- _Prompt_
Lines from the records below that contain the word "extinction" are to be copied out.

##############################

use thiserror::Error;

use crate::simulation::error::SimulationError;

/// Errors raised by the stability, sensitivity and extinction analyses.
///
/// Input validation always fails with [`AnalysisError::InvalidArgument`] before any
/// simulation or linear algebra is attempted. A singular interaction matrix is reported
/// as [`AnalysisError::SingularSystem`] so callers can tell it apart from solver failures,
/// which surface as [`AnalysisError::NumericalInstability`].
#[derive(Error, Debug)]
pub enum AnalysisError {
    #[error("Invalid argument: {0}")]
    InvalidArgument(String),

    /// The interaction matrix cannot be inverted.
    #[error("Interaction matrix is singular (reciprocal condition number {rcond:e})")]
    SingularSystem { rcond: f64 },

    /// An eigenvalue or inversion routine failed or produced non-finite values.
    #[error("Numerical instability: {0}")]
    NumericalInstability(String),

    #[error("Simulation failed: {0}")]
    Simulation(#[from] SimulationError),

    /// A robustness trial failed; `step` is the position in its extinction sequence.
    #[error("Robustness trial {trial} failed at step {step}: {source}")]
    TrialFailed {
        trial: usize,
        step: usize,
        source: Box<AnalysisError>,
    },
}

impl AnalysisError {
    /// Returns true if the error, or the error that aborted a trial, is a singular system.
    pub fn is_singular(&self) -> bool {
        match self {
            AnalysisError::SingularSystem { .. } => true,
            AnalysisError::TrialFailed { source, .. } => source.is_singular(),
            _ => false,
        }
    }

    pub fn is_invalid_argument(&self) -> bool {
        matches!(self, AnalysisError::InvalidArgument(_))
    }
}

##############################

- _Finished exercise_
/// Errors raised by the stability, sensitivity and extinction analyses.
    /// A robustness trial failed; `step` is the position in its extinction sequence.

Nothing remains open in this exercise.